Title: My Resolve
Synopsis: Main Character's POV. Spoilers leading up to 12/31/09. Minato considers over the choice he has to make, and how the phrase 'Memento Mori' will affect his decision. A no-pairings, short one-shot.
Author's Notes: This is just a little angsty one-shot about the afternoon before Ryoji comes to hear their decision about remembering or not. It's kind of pointless, but I like it. I really love that phrase 'Memento Mori', if you hadn't noticed. Please read and review!
Memento Mori. "Remember you are mortal." "Remember that you will die." It was a phrase I had come over while studying for Classic Literature in the mall cafe. I mouthed the words to myself, let them roll off of my tongue, as though they were a peculiar taste that was hard to distinguish between pleasant or repulsive. It was a latin phrase, and meant to remind yourself that all living things would die. I contemplated that concept as I packed my things for the afternoon.
I wandered to the Port Island station slowly, my mind tired and filled with many things. Every living thing died and it was a fate that couldn't be avoided. The only variation was when, and how you filled your time leading up to that destined time. The path before me was cloudy, and I wasn't sure how to proceed. I knew that the people around me were coming to their decision about how they wanted to lead up to their destiny, and resolve was filling their hearts with courage and strength. Though they didn't know the way either, they were willing to brave boldly on ahead, no matter the odds.
I sat on the train silently, my music cranked up to block out all noises that weren't my thoughts. Tonight, when the clock ticked midnight, the harbinger of Death would come to reap our decisions. We had been given one month, until the New Year's eve, to decide how to handle the inevitable fate that stood before us now. The first instinct that had run through my mind was to brashly keeping fighting, to remember everything, since everything before Gekkoukan High didn't seem to matter to me anymore. The memories I had made with my friends were what drove me.
The steady movement of the monorail and the volume of my music drove my mind into a in-betweens state of drowsiness. Death didn't scare me. I wasn't afraid of dying, and I don't really ever remember a time when I had. I didn't remember much past nine years ago, when I'd started to live with my aunt and uncle. I'd been told of the car crash, and I'd been told that I was probably so scared that I'd blocked it from my memory. I'd been told a lot of things about it, but I never really thought about it for myself. Even then, when I'd been told I could've died, I didn't think about the 'what-ifs'. I hadn't feared it.
Memento Mori. Remember that you will die, like all living things will. From the moment your first breath is taken, your fate is sealed. Despite this knowledge, we carry on with our lives, and try to push that from our minds. If we were to spend our lives in fear of what could happen, that like a candle our lives could be blown out at any moment, then would be the point of life at all?
My friends and I had been told that the Fall was coming. The Fall, the end of the world, was coming and we had no power to stop it. It was a fact that the entity of Death, Nyx, was coming and there was no chance of defeating the bringer of destruction. Our old friend, who we all, including himself, had just learned was the harbinger of Nyx, decided to give us a choice. If we decided to kill him, he could take away all of our memories of the past year. We would forget about the mission we had set out to accomplish, we would forget our ties with each other, but we would know nothing of the end of the world. We would be just as oblivious as those around us, and we wouldn't have to be dreading and expecting our lives to end.

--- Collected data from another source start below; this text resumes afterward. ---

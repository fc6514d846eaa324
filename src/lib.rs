pub mod bundle;
pub mod commands;
pub mod config;
pub mod connector;
pub mod connectors;
pub mod error;
pub mod facade;
pub mod logging;
pub mod pool;
pub mod protocol;
pub mod remote;
pub mod script;
pub mod security;
pub mod server;

#[cfg(test)]
pub mod test_utils;
//! Uniform operation API over local and remote connectors.

pub mod local;
pub mod stream;

pub use local::LocalConnectorFacade;
pub use stream::{search_stream, SearchStream};

use crate::connector::{
    AttributeSet, ConnectorKey, ConnectorObject, Filter, ObjectClass, OperationOptions,
    ResultsHandler, Schema, Script, SearchResult, Uid,
};
use crate::error::Result;
use crate::security::GuardedSecret;
use async_trait::async_trait;

/// Handle through which operations on one configured connector are invoked.
///
/// Callers see the same behaviour whether the connector runs in this process or
/// behind a connector server.
#[async_trait]
pub trait ConnectorFacade: Send + Sync {
    fn connector_key(&self) -> &ConnectorKey;

    /// Checks the configuration without creating a connector instance.
    async fn validate(&self) -> Result<()>;

    async fn test(&self) -> Result<()>;

    async fn schema(&self) -> Result<Schema>;

    async fn create(
        &self,
        object_class: &ObjectClass,
        attributes: AttributeSet,
        options: &OperationOptions,
    ) -> Result<Uid>;

    async fn update(
        &self,
        object_class: &ObjectClass,
        uid: &Uid,
        attributes: AttributeSet,
        options: &OperationOptions,
    ) -> Result<Uid>;

    async fn delete(
        &self,
        object_class: &ObjectClass,
        uid: &Uid,
        options: &OperationOptions,
    ) -> Result<()>;

    async fn authenticate(
        &self,
        object_class: &ObjectClass,
        username: &str,
        password: &GuardedSecret,
        options: &OperationOptions,
    ) -> Result<Uid>;

    async fn search(
        &self,
        object_class: &ObjectClass,
        filter: Option<&Filter>,
        handler: &mut dyn ResultsHandler,
        options: &OperationOptions,
    ) -> Result<SearchResult>;

    async fn run_script_on_connector(
        &self,
        script: &Script,
        options: &OperationOptions,
    ) -> Result<serde_json::Value>;

    async fn get_object(
        &self,
        object_class: &ObjectClass,
        uid: &Uid,
        options: &OperationOptions,
    ) -> Result<Option<ConnectorObject>> {
        let mut collector = ResultsCollector::with_limit(1);
        let filter = Filter::uid(uid);
        self.search(object_class, Some(&filter), &mut collector, options)
            .await?;
        Ok(collector.into_objects().into_iter().next())
    }
}

/// Collects search results, optionally stopping after `limit` objects.
#[derive(Debug, Default)]
pub struct ResultsCollector {
    objects: Vec<ConnectorObject>,
    limit: Option<usize>,
}

impl ResultsCollector {
    pub fn new() -> Self {
        Self::default()
    }

    pub fn with_limit(limit: usize) -> Self {
        Self {
            objects: Vec::new(),
            limit: Some(limit),
        }
    }

    pub fn objects(&self) -> &[ConnectorObject] {
        &self.objects
    }

    pub fn into_objects(self) -> Vec<ConnectorObject> {
        self.objects
    }
}

#[async_trait]
impl ResultsHandler for ResultsCollector {
    async fn handle(&mut self, object: ConnectorObject) -> bool {
        self.objects.push(object);
        self.limit.map_or(true, |limit| self.objects.len() < limit)
    }
}
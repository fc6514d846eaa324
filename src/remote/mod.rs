//! Client side of the connector server protocol.

pub mod client;
pub mod facade;
pub mod manager;

pub use client::{ClientSession, SessionPool};
pub use facade::RemoteConnectorFacade;
pub use manager::RemoteConnectorInfoManager;

use crate::protocol::DEFAULT_STREAM_WINDOW;
use crate::security::GuardedSecret;
use std::time::Duration;

/// Where a connector server lives and the shared secret it expects.
#[derive(Debug, Clone)]
pub struct RemoteFrameworkConnectionInfo {
    pub host: String,
    pub port: u16,
    pub key: GuardedSecret,
    pub connect_timeout: Duration,
    /// Results the server may send ahead of the consumer during a search.
    pub stream_window: u32,
    pub max_idle_sessions: usize,
}

impl RemoteFrameworkConnectionInfo {
    pub fn new(host: impl Into<String>, port: u16, key: GuardedSecret) -> Self {
        Self {
            host: host.into(),
            port,
            key,
            connect_timeout: Duration::from_secs(10),
            stream_window: DEFAULT_STREAM_WINDOW,
            max_idle_sessions: 4,
        }
    }

    pub fn with_connect_timeout(mut self, timeout: Duration) -> Self {
        self.connect_timeout = timeout;
        self
    }

    /// Results the server may send ahead of the client's credits, at least 1.
    ///
    /// Only a window of 1 guarantees that nothing past the result a handler
    /// declines is produced. With a larger window the server can emit up to
    /// `window - 1` further results before it sees the cancel; the client
    /// discards them.
    pub fn with_stream_window(mut self, window: u32) -> Self {
        self.stream_window = window.max(1);
        self
    }

    pub fn with_max_idle_sessions(mut self, sessions: usize) -> Self {
        self.max_idle_sessions = sessions;
        self
    }

    pub fn address(&self) -> String {
        format!("{}:{}", self.host, self.port)
    }
}
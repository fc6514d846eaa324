use crate::config::{LogFormat, LoggingConfig};
use crate::error::{ConfigError, Result};
use tracing_subscriber::EnvFilter;

/// Installs the global subscriber. `RUST_LOG` takes precedence over the
/// configured level.
pub fn init(config: &LoggingConfig) -> Result<()> {
    let filter = match EnvFilter::try_from_default_env() {
        Ok(filter) => filter,
        Err(_) => EnvFilter::try_new(&config.level).map_err(|e| ConfigError::InvalidProperty {
            property: "logging.level".to_string(),
            reason: e.to_string(),
        })?,
    };

    let builder = tracing_subscriber::fmt()
        .with_env_filter(filter)
        .with_writer(std::io::stderr);
    let installed = match config.format {
        LogFormat::Text => builder.try_init(),
        LogFormat::Json => builder.json().try_init(),
    };
    installed.map_err(|e| ConfigError::Validation(format!("logging already initialised: {e}")))?;
    Ok(())
}
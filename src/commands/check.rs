use super::serve::build_manager;
use crate::config::{self, ServerSettings};
use crate::error::{ConfigError, Result};
use crate::security;
use tracing::{error, info};

pub fn run_config_check(settings: ServerSettings) -> Result<()> {
    info!("Checking configuration...");

    config::validate(&settings)?;
    info!("✓ Configuration is valid");
    info!("  Listen address: {}", settings.server.address());
    info!("  Max connections: {}", settings.server.max_connections);
    if let Some(address) = &settings.server.metrics_address {
        info!("  Metrics: http://{}/metrics", address);
    }
    info!(
        "  Pool: maxObjects={} maxIdle={} minIdle={} maxWaitMs={}",
        settings.pool.max_objects,
        settings.pool.max_idle,
        settings.pool.min_idle,
        settings.pool.max_wait_ms
    );

    security::select_encryptor_factory(&settings.security.encryptor)?;
    match security::encryptor_factory() {
        Ok(_) => info!("✓ Encryptor '{}' is available", settings.security.encryptor),
        Err(e) => {
            error!("✗ Encryptor '{}' failed: {}", settings.security.encryptor, e);
            return Err(e.into());
        }
    }

    info!("Scanning {} bundle path(s)...", settings.bundles.paths.len());
    let (manager, report) = build_manager(&settings)?;

    for bundle in &report.loaded {
        info!("  ✓ {}", bundle);
    }
    for excluded in &report.excluded {
        error!("  ✗ {}: {}", excluded.source, excluded.reason);
    }
    for connector in manager.connector_infos() {
        info!("  Connector: {} ({})", connector.key(), connector.display_name());
    }

    if report.excluded.is_empty() {
        info!("\n✓ All checks passed ({} connectors)", report.connectors);
        Ok(())
    } else {
        Err(ConfigError::Validation(format!(
            "{} bundle(s) were excluded",
            report.excluded.len()
        ))
        .into())
    }
}
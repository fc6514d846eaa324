use crate::connector::{
    AttributeSet, Capability, Configuration, ConfigurationSchema, Connector, ConnectorFactory,
    ConnectorObject, CreateOp, Filter, ObjectClass, OperationOptions, PoolableConnector,
    PropertySpec, PropertyType, ResultsHandler, SearchOp, SearchResult, TestOp, Uid,
};
use crate::error::{ConnectorError, ConnectorResult};
use async_trait::async_trait;
use std::collections::BTreeSet;
use std::sync::atomic::{AtomicBool, AtomicUsize, Ordering};
use std::sync::Arc;
use std::time::Duration;

#[derive(Default)]
pub struct MockCounters {
    pub inits: AtomicUsize,
    pub disposes: AtomicUsize,
    pub open_cursors: AtomicUsize,
    pub accepted: AtomicUsize,
    /// Makes every liveness check fail while set.
    pub unreachable: AtomicBool,
}

#[derive(Clone)]
pub struct MockConnectorFactory {
    counters: Arc<MockCounters>,
    poolable: bool,
    fail_init: bool,
    fail_alive_after: Option<usize>,
    records: usize,
    operation_delay: Option<Duration>,
    init_delay: Option<Duration>,
}

impl MockConnectorFactory {
    pub fn new() -> Self {
        Self {
            counters: Arc::new(MockCounters::default()),
            poolable: false,
            fail_init: false,
            fail_alive_after: None,
            records: 3,
            operation_delay: None,
            init_delay: None,
        }
    }

    pub fn poolable(mut self) -> Self {
        self.poolable = true;
        self
    }

    pub fn failing_init(mut self) -> Self {
        self.fail_init = true;
        self
    }

    pub fn fail_alive_after(mut self, checks: usize) -> Self {
        self.fail_alive_after = Some(checks);
        self
    }

    pub fn with_records(mut self, records: usize) -> Self {
        self.records = records;
        self
    }

    pub fn with_operation_delay(mut self, delay: Duration) -> Self {
        self.operation_delay = Some(delay);
        self
    }

    pub fn with_init_delay(mut self, delay: Duration) -> Self {
        self.init_delay = Some(delay);
        self
    }

    pub fn counters(&self) -> Arc<MockCounters> {
        self.counters.clone()
    }
}

impl ConnectorFactory for MockConnectorFactory {
    fn capabilities(&self) -> BTreeSet<Capability> {
        let mut capabilities: BTreeSet<Capability> =
            [Capability::Create, Capability::Search, Capability::Test]
                .into_iter()
                .collect();
        if self.poolable {
            capabilities.insert(Capability::Pooling);
        }
        capabilities
    }

    fn configuration_schema(&self) -> ConfigurationSchema {
        ConfigurationSchema::new(vec![
            PropertySpec::new("host", PropertyType::String).with_default("localhost"),
            PropertySpec::new("failTest", PropertyType::Boolean),
        ])
    }

    fn create(&self) -> Box<dyn Connector> {
        Box::new(MockConnector {
            factory: self.clone(),
            configuration: None,
            alive_checks: AtomicUsize::new(0),
        })
    }
}

pub struct MockConnector {
    factory: MockConnectorFactory,
    configuration: Option<Configuration>,
    alive_checks: AtomicUsize,
}

#[async_trait]
impl Connector for MockConnector {
    async fn init(&mut self, configuration: Configuration) -> ConnectorResult<()> {
        if let Some(delay) = self.factory.init_delay {
            tokio::time::sleep(delay).await;
        }
        if self.factory.fail_init {
            return Err(ConnectorError::ConnectionFailed {
                message: "mock init refused".to_string(),
            });
        }
        self.factory.counters.inits.fetch_add(1, Ordering::SeqCst);
        self.configuration = Some(configuration);
        Ok(())
    }

    async fn dispose(&mut self) {
        if self.configuration.take().is_some() {
            self.factory.counters.disposes.fetch_add(1, Ordering::SeqCst);
        }
    }

    fn configuration(&self) -> Option<&Configuration> {
        self.configuration.as_ref()
    }

    fn as_create(&self) -> Option<&dyn CreateOp> {
        Some(self)
    }

    fn as_search(&self) -> Option<&dyn SearchOp> {
        Some(self)
    }

    fn as_test(&self) -> Option<&dyn TestOp> {
        Some(self)
    }

    fn as_poolable(&self) -> Option<&dyn PoolableConnector> {
        if self.factory.poolable {
            Some(self)
        } else {
            None
        }
    }
}

#[async_trait]
impl CreateOp for MockConnector {
    async fn create(
        &self,
        _object_class: &ObjectClass,
        attributes: AttributeSet,
        _options: &OperationOptions,
    ) -> ConnectorResult<Uid> {
        if let Some(delay) = self.factory.operation_delay {
            tokio::time::sleep(delay).await;
        }
        match attributes.get_str("__NAME__") {
            Some("duplicate") => Err(ConnectorError::AlreadyExists {
                uid: "duplicate".to_string(),
            }),
            Some(name) => Ok(Uid::new(name)),
            None => Err(ConnectorError::InvalidConfiguration {
                message: "__NAME__ is required".to_string(),
            }),
        }
    }
}

#[async_trait]
impl SearchOp for MockConnector {
    async fn search(
        &self,
        object_class: &ObjectClass,
        _filter: Option<&Filter>,
        handler: &mut dyn ResultsHandler,
        _options: &OperationOptions,
    ) -> ConnectorResult<SearchResult> {
        let counters = &self.factory.counters;
        counters.open_cursors.fetch_add(1, Ordering::SeqCst);
        let mut complete = true;
        for index in 1..=self.factory.records {
            let object = ConnectorObject::new(object_class.clone(), Uid::new(format!("r{index}")))
                .with_name(format!("record-{index}"));
            if !handler.handle(object).await {
                complete = false;
                break;
            }
            counters.accepted.fetch_add(1, Ordering::SeqCst);
        }
        counters.open_cursors.fetch_sub(1, Ordering::SeqCst);
        Ok(SearchResult {
            all_results_returned: complete,
            ..SearchResult::default()
        })
    }
}

#[async_trait]
impl TestOp for MockConnector {
    async fn test(&self) -> ConnectorResult<()> {
        let fail = self
            .configuration
            .as_ref()
            .and_then(|c| c.get_bool("failTest"))
            .unwrap_or(false);
        if fail {
            return Err(ConnectorError::ConnectionFailed {
                message: "target unreachable".to_string(),
            });
        }
        Ok(())
    }
}

#[async_trait]
impl PoolableConnector for MockConnector {
    async fn check_alive(&self) -> ConnectorResult<()> {
        if self.factory.counters.unreachable.load(Ordering::SeqCst) {
            return Err(ConnectorError::ConnectionFailed {
                message: "target unreachable".to_string(),
            });
        }
        let checks = self.alive_checks.fetch_add(1, Ordering::SeqCst) + 1;
        match self.factory.fail_alive_after {
            Some(limit) if checks > limit => Err(ConnectorError::ConnectionFailed {
                message: format!("connection lost after {limit} checks"),
            }),
            _ => Ok(()),
        }
    }
}
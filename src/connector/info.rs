use super::configuration::ConfigurationSchema;
use super::key::ConnectorKey;
use serde::{Deserialize, Serialize};
use std::collections::BTreeSet;
use std::fmt;

#[derive(Debug, Clone, Copy, PartialEq, Eq, Hash, PartialOrd, Ord, Serialize, Deserialize)]
#[serde(rename_all = "snake_case")]
pub enum Capability {
    Create,
    Update,
    Delete,
    Search,
    Authenticate,
    Schema,
    Test,
    ScriptOnConnector,
    Pooling,
}

impl fmt::Display for Capability {
    fn fmt(&self, f: &mut fmt::Formatter<'_>) -> fmt::Result {
        let name = match self {
            Capability::Create => "create",
            Capability::Update => "update",
            Capability::Delete => "delete",
            Capability::Search => "search",
            Capability::Authenticate => "authenticate",
            Capability::Schema => "schema",
            Capability::Test => "test",
            Capability::ScriptOnConnector => "script_on_connector",
            Capability::Pooling => "pooling",
        };
        f.write_str(name)
    }
}

/// Discovered metadata of one connector. Immutable once built.
#[derive(Debug, Clone, Serialize, Deserialize)]
#[serde(rename_all = "camelCase")]
pub struct ConnectorInfo {
    key: ConnectorKey,
    display_name: String,
    #[serde(default, skip_serializing_if = "Option::is_none")]
    category: Option<String>,
    schema: ConfigurationSchema,
    capabilities: BTreeSet<Capability>,
}

impl ConnectorInfo {
    pub fn new(
        key: ConnectorKey,
        display_name: impl Into<String>,
        category: Option<String>,
        schema: ConfigurationSchema,
        capabilities: BTreeSet<Capability>,
    ) -> Self {
        Self {
            key,
            display_name: display_name.into(),
            category,
            schema,
            capabilities,
        }
    }

    pub fn key(&self) -> &ConnectorKey {
        &self.key
    }

    pub fn display_name(&self) -> &str {
        &self.display_name
    }

    pub fn category(&self) -> Option<&str> {
        self.category.as_deref()
    }

    pub fn configuration_schema(&self) -> &ConfigurationSchema {
        &self.schema
    }

    pub fn capabilities(&self) -> &BTreeSet<Capability> {
        &self.capabilities
    }

    pub fn supports(&self, capability: Capability) -> bool {
        self.capabilities.contains(&capability)
    }
}
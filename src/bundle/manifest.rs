use crate::error::ConfigError;
use figment::{
    providers::{Format, Json, Toml, Yaml},
    Figment,
};
use serde::{Deserialize, Serialize};
use std::path::Path;

pub const MANIFEST_SUFFIXES: [&str; 4] =
    [".bundle.toml", ".bundle.json", ".bundle.yaml", ".bundle.yml"];

/// One connector class declared by a bundle.
#[derive(Debug, Clone, PartialEq, Eq, Serialize, Deserialize)]
#[serde(rename_all = "camelCase")]
pub struct ConnectorDeclaration {
    pub class: String,
    #[serde(default)]
    pub display_name: Option<String>,
    #[serde(default)]
    pub category: Option<String>,
}

impl ConnectorDeclaration {
    pub fn new(class: impl Into<String>) -> Self {
        Self {
            class: class.into(),
            display_name: None,
            category: None,
        }
    }

    pub fn with_display_name(mut self, display_name: impl Into<String>) -> Self {
        self.display_name = Some(display_name.into());
        self
    }

    pub fn with_category(mut self, category: impl Into<String>) -> Self {
        self.category = Some(category.into());
        self
    }
}

/// Bundle metadata: a named, versioned set of connector classes.
#[derive(Debug, Clone, PartialEq, Eq, Serialize, Deserialize)]
#[serde(rename_all = "camelCase")]
pub struct BundleManifest {
    pub name: String,
    pub version: String,
    pub connectors: Vec<ConnectorDeclaration>,
}

impl BundleManifest {
    pub fn new(name: impl Into<String>, version: impl Into<String>) -> Self {
        Self {
            name: name.into(),
            version: version.into(),
            connectors: Vec::new(),
        }
    }

    pub fn with_connector(mut self, declaration: ConnectorDeclaration) -> Self {
        self.connectors.push(declaration);
        self
    }

    /// Reads a manifest file, choosing the format from its extension.
    pub fn load(path: &Path) -> Result<Self, ConfigError> {
        let figment = match path.extension().and_then(|e| e.to_str()) {
            Some("toml") => Figment::new().merge(Toml::file(path)),
            Some("json") => Figment::new().merge(Json::file(path)),
            Some("yaml") | Some("yml") => Figment::new().merge(Yaml::file(path)),
            _ => {
                return Err(ConfigError::MalformedBundle {
                    bundle: path.display().to_string(),
                    reason: "unsupported manifest format".to_string(),
                })
            }
        };

        let manifest: BundleManifest =
            figment
                .extract()
                .map_err(|e| ConfigError::MalformedBundle {
                    bundle: path.display().to_string(),
                    reason: e.to_string(),
                })?;
        manifest.validate()?;
        Ok(manifest)
    }

    pub fn validate(&self) -> Result<(), ConfigError> {
        let malformed = |reason: &str| ConfigError::MalformedBundle {
            bundle: format!("{}:{}", self.name, self.version),
            reason: reason.to_string(),
        };

        if self.name.trim().is_empty() {
            return Err(malformed("bundle name is empty"));
        }
        if self.version.trim().is_empty() {
            return Err(malformed("bundle version is empty"));
        }
        if self.connectors.is_empty() {
            return Err(malformed("bundle declares no connectors"));
        }
        if self.connectors.iter().any(|c| c.class.trim().is_empty()) {
            return Err(malformed("connector class is empty"));
        }
        Ok(())
    }

    pub fn is_manifest_file(path: &Path) -> bool {
        path.file_name()
            .and_then(|n| n.to_str())
            .map(|name| MANIFEST_SUFFIXES.iter().any(|suffix| name.ends_with(suffix)))
            .unwrap_or(false)
    }
}
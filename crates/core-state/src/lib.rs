//! Document state consumed by the renderer.
//!
//! A `Document` owns the text lines plus everything the screen drawing core
//! reads about how they are being viewed: the cursor, the scroll origin
//! (`top_row`, `left_column`), an optional selection and the syntax
//! definition used for highlighting. The renderer only borrows a document;
//! scroll corrections it computes are handed back to the caller, which
//! persists them with `set_top_row` / `set_left_column`.
//!
//! Invariants (after every public mutator):
//! * `cursor.row < line_count()`.
//! * `cursor.col <= line_char_len(cursor.row)` (col is a character index; the
//!   position just past the last character is allowed).
//! * A stored selection is normalized: `begin <= end`, `end` exclusive.

use anyhow::Result;
use core_syntax::SyntaxDefinition;
use core_text::Buffer;
use std::sync::Arc;
use std::sync::atomic::{AtomicBool, Ordering};
use tracing::trace;

/// Cursor position as (row, character index). Ordering is row-major.
#[derive(Debug, Clone, Copy, PartialEq, Eq, PartialOrd, Ord, Hash, Default)]
pub struct Cursor {
    pub row: usize,
    pub col: usize,
}

impl Cursor {
    pub const fn new(row: usize, col: usize) -> Self {
        Self { row, col }
    }
}

/// Marked region, `[begin, end)` in row-major order.
#[derive(Debug, Clone, Copy, PartialEq, Eq)]
pub struct Selection {
    pub begin: Cursor,
    pub end: Cursor,
}

impl Selection {
    /// Construct a selection normalizing endpoint order.
    pub fn new(a: Cursor, b: Cursor) -> Self {
        if a <= b {
            Self { begin: a, end: b }
        } else {
            Self { begin: b, end: a }
        }
    }

    pub fn is_empty(&self) -> bool {
        self.begin == self.end
    }

    /// True if any part of the selection lies on rows `[first, first + rows)`.
    pub fn touches_rows(&self, first: usize, rows: usize) -> bool {
        self.end.row >= first && self.begin.row < first.saturating_add(rows)
    }
}

#[derive(Debug, Clone)]
pub struct Document {
    buffer: Buffer,
    cursor: Cursor,
    top_row: usize,
    left_column: usize,
    selection: Option<Selection>,
    syntax: Option<Arc<SyntaxDefinition>>,
}

impl Document {
    pub fn new(buffer: Buffer) -> Self {
        Self {
            buffer,
            cursor: Cursor::default(),
            top_row: 0,
            left_column: 0,
            selection: None,
            syntax: None,
        }
    }

    /// Build a document from raw text (`\n` or `\r\n` separated).
    pub fn from_text(name: impl Into<String>, text: &str) -> Result<Self> {
        Ok(Self::new(Buffer::from_str(name, text)?))
    }

    pub fn buffer(&self) -> &Buffer {
        &self.buffer
    }

    pub fn name(&self) -> &str {
        &self.buffer.name
    }

    pub fn line_count(&self) -> usize {
        self.buffer.line_count()
    }

    pub fn line(&self, row: usize) -> Option<String> {
        self.buffer.line(row)
    }

    pub fn line_char_len(&self, row: usize) -> usize {
        self.buffer.line_char_len(row)
    }

    pub fn cursor(&self) -> Cursor {
        self.cursor
    }

    /// Move the cursor, clamping into the document.
    pub fn set_cursor(&mut self, row: usize, col: usize) {
        let row_clamped = row.min(self.line_count().saturating_sub(1));
        let col_clamped = col.min(self.line_char_len(row_clamped));
        if row_clamped != row || col_clamped != col {
            trace!(target: "state", row, col, row_clamped, col_clamped, "cursor_clamped");
        }
        self.cursor = Cursor::new(row_clamped, col_clamped);
    }

    pub fn top_row(&self) -> usize {
        self.top_row
    }

    pub fn set_top_row(&mut self, top_row: usize) {
        self.top_row = top_row;
    }

    pub fn left_column(&self) -> usize {
        self.left_column
    }

    pub fn set_left_column(&mut self, left_column: usize) {
        self.left_column = left_column;
    }

    pub fn selection(&self) -> Option<Selection> {
        self.selection
    }

    pub fn set_selection(&mut self, a: Cursor, b: Cursor) {
        self.selection = Some(Selection::new(a, b));
    }

    pub fn clear_selection(&mut self) {
        self.selection = None;
    }

    pub fn syntax(&self) -> Option<&SyntaxDefinition> {
        self.syntax.as_deref()
    }

    pub fn set_syntax(&mut self, syntax: Option<Arc<SyntaxDefinition>>) {
        self.syntax = syntax;
    }
}

/// Process-wide "exit requested" latch for drivers that poll between frames.
#[derive(Debug, Default)]
pub struct ExitFlag(AtomicBool);

impl ExitFlag {
    pub const fn new() -> Self {
        Self(AtomicBool::new(false))
    }

    pub fn request(&self) {
        self.0.store(true, Ordering::Relaxed);
    }

    pub fn is_requested(&self) -> bool {
        self.0.load(Ordering::Relaxed)
    }
}
//! Display width of a single code point at a given screen column.
//!
//! Rules (shared by the line renderer, viewport adjustment and the column
//! conversion helpers):
//! - newline occupies 1 cell;
//! - tab advances to the next tab stop: `tab_size - (column % tab_size)`;
//! - anything else uses the Unicode glyph width. Code points without a
//!   defined width (controls) count as 1. Zero-width glyphs stay 0.
//!
//! A `tab_size` of 0 is treated as 1 so every tab still consumes a cell.

use unicode_width::UnicodeWidthChar;

/// Glyph width of `c` ignoring tab stops. Unknown widths clamp to 1.
#[inline]
pub fn glyph_width(c: char) -> usize {
    UnicodeWidthChar::width(c).unwrap_or(1)
}

/// Cells a tab consumes when it starts at `column`.
#[inline]
pub fn tab_width(column: usize, tab_size: usize) -> usize {
    let tab_size = tab_size.max(1);
    tab_size - (column % tab_size)
}

/// Cells `c` consumes when it starts at `column`.
#[inline]
pub fn cell_width(column: usize, c: char, tab_size: usize) -> usize {
    match c {
        '\n' => 1,
        '\t' => tab_width(column, tab_size),
        _ => glyph_width(c),
    }
}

Or we could continue on as we were. We could remember, and brave the elements. We could fight against the undefeatable, and die trying to save the world. We could press on, carry our knowledge of our impending doom, and try to bear with that agony and fear as it was. The choice was hard and difficult for us all, and the bearer of this news and this choice granted us a month to decide.
Memento mori. We will all die one day. But it is the actions leading up to our deaths that make the time before it worth living and braving. I have accepted this as truth. As I stepped off of that train and I began to walk to the Iwatodai dorm, the path that had been before me was clearer. I was ready. I knew in my heart that my friends' were too. We all were ready. The resolve in my heart finalized, and I stared up into the late afternoon sky. The sun was about to disappear, and the full moon had risen behind me. I moved up to the front door of the dorm, and as I rested my hand on the handle, I let a small and rare smile appear across my lips.
I opened the door, shut my eyes, and inhaled slowly. It was my resolve. It was my fate. I could use the time and events I had left to manipulate when I would arrive on death's door. I could decide how and when I wanted to die, but there was no escaping it completely. I was ready to understand that now. I was ready to make my choice. I mouthed the words to nobody but myself, and I submerged myself into the real world again.